Every line of the records that holds the word "bool" should be copied out.
*** Records to process ***
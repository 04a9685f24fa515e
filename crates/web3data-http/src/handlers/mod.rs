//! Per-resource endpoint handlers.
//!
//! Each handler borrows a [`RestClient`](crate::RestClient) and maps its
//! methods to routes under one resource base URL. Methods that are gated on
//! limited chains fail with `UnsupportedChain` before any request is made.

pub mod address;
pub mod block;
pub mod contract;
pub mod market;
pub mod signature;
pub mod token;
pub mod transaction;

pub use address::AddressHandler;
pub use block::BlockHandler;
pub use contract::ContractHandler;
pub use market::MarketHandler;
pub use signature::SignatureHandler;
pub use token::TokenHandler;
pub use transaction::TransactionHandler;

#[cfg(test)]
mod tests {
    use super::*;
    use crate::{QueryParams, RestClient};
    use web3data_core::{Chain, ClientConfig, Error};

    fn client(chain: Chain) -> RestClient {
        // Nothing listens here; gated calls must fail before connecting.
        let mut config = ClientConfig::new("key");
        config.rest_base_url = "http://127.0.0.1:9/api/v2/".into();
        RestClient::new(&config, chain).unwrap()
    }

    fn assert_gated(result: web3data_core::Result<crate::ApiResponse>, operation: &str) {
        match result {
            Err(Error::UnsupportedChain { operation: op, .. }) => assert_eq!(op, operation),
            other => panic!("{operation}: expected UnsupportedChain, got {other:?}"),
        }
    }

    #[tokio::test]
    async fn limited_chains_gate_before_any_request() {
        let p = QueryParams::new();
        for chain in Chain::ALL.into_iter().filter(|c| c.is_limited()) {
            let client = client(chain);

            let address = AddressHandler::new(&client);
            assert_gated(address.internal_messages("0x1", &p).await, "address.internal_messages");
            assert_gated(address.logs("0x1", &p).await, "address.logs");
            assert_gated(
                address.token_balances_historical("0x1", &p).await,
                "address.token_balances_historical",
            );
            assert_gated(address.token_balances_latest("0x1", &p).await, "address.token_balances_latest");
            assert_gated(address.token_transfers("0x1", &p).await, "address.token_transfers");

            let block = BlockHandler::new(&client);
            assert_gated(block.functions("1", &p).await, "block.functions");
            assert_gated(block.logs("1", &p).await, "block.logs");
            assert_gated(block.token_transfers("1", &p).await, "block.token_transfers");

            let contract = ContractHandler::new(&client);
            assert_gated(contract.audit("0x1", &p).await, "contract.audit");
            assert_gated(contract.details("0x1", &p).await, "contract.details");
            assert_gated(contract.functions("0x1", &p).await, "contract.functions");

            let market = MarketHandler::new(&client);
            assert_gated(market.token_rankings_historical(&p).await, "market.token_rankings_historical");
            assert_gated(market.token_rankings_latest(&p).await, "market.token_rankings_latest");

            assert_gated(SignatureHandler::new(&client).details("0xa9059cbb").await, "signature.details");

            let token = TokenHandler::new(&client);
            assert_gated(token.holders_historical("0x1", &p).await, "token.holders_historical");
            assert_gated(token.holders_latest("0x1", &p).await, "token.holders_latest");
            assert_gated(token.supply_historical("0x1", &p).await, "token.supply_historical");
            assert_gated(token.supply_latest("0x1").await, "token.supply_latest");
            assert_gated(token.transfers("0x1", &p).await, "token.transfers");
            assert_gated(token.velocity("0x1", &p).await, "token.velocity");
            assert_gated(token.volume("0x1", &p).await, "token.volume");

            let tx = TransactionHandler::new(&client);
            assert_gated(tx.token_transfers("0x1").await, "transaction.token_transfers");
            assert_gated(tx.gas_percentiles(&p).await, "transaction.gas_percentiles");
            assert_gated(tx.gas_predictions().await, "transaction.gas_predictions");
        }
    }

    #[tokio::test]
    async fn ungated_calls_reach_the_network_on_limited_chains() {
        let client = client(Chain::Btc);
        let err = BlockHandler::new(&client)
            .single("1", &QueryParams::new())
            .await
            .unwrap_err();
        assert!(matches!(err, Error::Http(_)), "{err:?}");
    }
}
***
*** Records to process ***
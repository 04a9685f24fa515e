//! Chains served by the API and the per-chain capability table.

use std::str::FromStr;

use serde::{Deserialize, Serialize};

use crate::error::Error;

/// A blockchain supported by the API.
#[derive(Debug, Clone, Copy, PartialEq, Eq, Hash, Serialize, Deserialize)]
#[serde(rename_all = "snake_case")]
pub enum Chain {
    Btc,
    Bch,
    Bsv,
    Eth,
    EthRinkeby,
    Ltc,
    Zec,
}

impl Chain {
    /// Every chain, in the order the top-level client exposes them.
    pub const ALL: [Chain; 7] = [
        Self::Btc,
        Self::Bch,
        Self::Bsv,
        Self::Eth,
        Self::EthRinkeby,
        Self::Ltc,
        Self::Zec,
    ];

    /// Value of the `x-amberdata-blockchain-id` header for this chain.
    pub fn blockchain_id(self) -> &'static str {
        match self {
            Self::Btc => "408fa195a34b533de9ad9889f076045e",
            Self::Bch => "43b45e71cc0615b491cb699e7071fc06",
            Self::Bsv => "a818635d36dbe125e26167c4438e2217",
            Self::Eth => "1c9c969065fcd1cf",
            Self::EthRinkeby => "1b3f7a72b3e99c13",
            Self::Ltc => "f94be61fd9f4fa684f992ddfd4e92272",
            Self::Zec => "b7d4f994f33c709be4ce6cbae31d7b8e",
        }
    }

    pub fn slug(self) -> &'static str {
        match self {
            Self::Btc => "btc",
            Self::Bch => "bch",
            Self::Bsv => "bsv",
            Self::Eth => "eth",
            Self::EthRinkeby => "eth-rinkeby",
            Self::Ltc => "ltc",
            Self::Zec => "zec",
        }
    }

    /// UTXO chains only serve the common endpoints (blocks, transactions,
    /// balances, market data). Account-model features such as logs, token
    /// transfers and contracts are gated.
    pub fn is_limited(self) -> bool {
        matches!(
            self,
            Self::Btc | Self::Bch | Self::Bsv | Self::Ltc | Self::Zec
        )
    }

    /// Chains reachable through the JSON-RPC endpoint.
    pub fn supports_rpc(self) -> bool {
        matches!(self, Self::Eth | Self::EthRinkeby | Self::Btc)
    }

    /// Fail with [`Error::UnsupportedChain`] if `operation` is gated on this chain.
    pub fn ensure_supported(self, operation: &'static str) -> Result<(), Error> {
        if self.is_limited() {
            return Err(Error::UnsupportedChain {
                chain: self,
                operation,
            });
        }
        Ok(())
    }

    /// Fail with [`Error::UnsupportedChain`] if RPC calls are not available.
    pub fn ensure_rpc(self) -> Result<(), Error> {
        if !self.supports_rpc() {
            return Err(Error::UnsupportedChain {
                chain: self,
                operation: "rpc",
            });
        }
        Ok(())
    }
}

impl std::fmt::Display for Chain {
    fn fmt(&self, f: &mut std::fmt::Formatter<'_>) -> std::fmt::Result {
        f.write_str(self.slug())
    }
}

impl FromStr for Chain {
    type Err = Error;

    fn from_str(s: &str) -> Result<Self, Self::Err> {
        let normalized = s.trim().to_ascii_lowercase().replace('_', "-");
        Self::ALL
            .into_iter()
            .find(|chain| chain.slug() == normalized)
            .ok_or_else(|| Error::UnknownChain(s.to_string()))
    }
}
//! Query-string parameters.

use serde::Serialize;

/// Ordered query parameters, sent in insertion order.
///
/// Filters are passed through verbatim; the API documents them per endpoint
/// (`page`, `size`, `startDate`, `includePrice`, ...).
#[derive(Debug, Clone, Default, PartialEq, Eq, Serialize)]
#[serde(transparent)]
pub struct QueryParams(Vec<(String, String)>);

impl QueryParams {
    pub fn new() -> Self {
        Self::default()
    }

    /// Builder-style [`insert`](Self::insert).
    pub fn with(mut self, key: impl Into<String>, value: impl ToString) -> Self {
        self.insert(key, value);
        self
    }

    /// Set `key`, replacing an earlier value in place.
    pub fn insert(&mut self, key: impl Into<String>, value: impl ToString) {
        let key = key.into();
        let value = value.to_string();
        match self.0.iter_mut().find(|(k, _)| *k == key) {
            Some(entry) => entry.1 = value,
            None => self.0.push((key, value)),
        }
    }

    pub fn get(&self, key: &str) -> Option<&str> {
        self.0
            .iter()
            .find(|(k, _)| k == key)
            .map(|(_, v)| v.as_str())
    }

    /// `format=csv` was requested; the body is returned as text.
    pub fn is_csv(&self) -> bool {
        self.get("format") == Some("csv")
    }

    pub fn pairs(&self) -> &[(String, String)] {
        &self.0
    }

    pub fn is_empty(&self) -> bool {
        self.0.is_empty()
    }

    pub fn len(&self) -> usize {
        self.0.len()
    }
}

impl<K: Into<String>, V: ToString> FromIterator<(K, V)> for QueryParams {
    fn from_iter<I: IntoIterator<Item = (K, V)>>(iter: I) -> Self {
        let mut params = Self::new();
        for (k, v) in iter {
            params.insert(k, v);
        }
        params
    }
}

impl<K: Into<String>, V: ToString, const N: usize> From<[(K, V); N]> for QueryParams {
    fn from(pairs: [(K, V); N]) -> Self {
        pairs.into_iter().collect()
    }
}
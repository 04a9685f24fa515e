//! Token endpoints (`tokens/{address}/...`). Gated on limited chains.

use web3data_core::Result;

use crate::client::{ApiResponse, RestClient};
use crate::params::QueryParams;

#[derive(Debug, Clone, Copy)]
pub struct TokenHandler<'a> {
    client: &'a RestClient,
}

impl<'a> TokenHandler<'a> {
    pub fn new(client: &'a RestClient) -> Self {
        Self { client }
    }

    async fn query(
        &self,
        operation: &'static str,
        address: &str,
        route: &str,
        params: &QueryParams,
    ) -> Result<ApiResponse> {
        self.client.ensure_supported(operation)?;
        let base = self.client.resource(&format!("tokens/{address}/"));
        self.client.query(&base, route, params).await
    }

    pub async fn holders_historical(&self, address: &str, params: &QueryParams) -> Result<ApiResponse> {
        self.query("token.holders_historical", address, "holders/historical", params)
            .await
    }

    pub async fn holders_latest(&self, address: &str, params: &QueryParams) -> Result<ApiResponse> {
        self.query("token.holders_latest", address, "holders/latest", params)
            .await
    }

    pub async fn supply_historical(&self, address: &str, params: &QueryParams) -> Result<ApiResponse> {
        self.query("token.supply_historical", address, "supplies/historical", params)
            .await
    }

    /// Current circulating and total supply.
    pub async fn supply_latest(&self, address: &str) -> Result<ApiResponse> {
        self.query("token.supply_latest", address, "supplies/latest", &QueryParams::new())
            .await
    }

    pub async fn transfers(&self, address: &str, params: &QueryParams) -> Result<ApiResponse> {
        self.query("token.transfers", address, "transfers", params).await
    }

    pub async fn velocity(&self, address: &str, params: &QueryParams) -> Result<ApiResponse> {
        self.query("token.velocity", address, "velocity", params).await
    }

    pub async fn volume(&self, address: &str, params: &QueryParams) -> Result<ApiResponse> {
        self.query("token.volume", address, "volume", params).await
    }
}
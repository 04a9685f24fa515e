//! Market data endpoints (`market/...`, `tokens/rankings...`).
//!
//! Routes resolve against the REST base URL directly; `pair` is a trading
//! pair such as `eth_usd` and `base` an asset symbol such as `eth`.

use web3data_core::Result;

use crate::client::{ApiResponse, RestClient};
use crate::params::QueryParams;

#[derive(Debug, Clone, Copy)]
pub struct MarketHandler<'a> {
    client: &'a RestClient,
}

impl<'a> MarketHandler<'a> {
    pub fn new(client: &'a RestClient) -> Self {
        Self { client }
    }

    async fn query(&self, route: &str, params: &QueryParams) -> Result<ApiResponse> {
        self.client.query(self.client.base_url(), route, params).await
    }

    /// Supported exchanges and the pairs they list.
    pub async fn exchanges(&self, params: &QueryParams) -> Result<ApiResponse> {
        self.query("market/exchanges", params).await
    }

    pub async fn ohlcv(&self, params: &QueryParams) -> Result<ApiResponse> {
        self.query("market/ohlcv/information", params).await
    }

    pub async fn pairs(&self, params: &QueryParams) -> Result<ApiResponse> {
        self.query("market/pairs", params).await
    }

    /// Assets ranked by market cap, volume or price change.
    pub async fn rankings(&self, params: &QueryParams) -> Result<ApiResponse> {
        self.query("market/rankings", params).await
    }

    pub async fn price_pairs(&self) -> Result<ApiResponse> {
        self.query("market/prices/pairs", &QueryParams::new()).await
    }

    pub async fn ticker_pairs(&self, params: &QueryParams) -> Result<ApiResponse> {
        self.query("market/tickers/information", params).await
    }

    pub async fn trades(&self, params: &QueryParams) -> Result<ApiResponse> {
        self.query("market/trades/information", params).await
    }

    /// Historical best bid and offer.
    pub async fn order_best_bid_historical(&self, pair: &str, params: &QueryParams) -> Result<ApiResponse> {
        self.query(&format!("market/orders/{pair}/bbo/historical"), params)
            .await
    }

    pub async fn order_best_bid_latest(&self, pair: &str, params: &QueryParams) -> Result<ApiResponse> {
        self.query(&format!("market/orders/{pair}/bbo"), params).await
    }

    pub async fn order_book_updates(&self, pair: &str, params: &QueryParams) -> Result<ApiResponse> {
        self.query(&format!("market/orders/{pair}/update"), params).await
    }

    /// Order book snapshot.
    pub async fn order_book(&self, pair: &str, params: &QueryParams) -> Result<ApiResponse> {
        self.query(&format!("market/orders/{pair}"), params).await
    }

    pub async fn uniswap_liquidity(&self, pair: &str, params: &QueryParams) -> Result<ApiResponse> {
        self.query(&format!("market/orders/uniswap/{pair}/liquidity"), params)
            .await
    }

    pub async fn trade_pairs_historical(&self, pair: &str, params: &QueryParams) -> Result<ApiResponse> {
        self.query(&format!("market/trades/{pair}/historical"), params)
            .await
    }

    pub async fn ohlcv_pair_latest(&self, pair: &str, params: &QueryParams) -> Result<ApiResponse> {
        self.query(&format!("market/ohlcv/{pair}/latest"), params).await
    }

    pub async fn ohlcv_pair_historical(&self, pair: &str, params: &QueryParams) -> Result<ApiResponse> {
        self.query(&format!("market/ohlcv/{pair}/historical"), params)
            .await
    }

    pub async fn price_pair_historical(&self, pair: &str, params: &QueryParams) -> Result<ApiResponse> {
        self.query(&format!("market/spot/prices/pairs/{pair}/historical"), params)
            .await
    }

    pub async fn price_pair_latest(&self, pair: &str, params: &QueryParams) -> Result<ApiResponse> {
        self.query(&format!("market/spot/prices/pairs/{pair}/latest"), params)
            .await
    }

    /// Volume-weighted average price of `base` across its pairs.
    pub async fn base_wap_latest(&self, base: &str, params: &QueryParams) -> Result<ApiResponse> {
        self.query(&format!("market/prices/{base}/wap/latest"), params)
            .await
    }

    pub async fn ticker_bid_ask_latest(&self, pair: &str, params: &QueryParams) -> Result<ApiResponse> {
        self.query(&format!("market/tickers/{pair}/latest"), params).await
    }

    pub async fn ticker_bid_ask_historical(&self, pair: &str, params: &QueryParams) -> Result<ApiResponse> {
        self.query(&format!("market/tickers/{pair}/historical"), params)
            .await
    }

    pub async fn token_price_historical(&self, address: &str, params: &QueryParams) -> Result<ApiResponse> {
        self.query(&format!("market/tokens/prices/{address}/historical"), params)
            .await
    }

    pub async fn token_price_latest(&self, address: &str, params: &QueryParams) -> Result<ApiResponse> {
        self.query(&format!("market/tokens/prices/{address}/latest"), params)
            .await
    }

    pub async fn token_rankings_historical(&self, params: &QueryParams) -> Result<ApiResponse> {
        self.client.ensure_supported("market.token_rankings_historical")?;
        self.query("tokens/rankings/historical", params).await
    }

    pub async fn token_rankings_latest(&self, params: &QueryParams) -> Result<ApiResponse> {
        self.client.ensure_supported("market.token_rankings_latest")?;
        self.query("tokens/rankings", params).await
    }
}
***
*** Records to process ***
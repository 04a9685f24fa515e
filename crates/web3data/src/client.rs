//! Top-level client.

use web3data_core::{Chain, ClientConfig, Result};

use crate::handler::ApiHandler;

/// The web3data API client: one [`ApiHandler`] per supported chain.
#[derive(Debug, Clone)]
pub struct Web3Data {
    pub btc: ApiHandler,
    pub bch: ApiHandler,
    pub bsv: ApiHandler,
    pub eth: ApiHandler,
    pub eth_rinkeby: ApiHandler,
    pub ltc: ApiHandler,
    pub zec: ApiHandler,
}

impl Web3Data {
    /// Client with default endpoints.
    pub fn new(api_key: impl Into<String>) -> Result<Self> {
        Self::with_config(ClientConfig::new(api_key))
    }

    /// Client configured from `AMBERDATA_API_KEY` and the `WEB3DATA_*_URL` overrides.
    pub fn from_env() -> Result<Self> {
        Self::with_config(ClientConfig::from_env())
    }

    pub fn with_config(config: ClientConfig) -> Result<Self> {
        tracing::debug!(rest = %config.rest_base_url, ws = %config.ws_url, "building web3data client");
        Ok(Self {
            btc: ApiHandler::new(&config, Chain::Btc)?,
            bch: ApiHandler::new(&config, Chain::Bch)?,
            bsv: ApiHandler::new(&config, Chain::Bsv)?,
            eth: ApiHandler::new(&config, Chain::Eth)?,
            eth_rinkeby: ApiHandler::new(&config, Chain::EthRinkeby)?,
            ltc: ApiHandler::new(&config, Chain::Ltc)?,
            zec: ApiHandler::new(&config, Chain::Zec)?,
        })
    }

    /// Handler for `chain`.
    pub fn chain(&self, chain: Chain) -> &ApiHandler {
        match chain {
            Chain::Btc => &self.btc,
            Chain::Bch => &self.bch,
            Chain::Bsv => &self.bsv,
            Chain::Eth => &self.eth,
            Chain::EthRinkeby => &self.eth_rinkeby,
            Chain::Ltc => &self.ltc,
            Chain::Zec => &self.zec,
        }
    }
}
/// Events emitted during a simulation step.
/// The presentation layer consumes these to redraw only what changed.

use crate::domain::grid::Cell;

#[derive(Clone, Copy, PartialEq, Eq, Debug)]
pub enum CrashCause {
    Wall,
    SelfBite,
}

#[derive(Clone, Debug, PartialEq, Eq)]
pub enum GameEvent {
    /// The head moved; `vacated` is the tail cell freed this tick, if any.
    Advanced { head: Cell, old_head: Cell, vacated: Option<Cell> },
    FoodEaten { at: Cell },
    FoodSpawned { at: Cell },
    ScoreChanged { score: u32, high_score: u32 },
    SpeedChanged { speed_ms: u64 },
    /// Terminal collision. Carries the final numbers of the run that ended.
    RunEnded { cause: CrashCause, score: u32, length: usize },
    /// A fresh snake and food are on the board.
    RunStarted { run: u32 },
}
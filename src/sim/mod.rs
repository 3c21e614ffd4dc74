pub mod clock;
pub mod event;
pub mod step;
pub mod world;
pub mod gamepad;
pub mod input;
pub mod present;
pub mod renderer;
***
Written answer:
    pub fn is_limited(self) -> bool {
    pub fn supports_rpc(self) -> bool {
    pub fn is_csv(&self) -> bool {
    pub fn is_empty(&self) -> bool {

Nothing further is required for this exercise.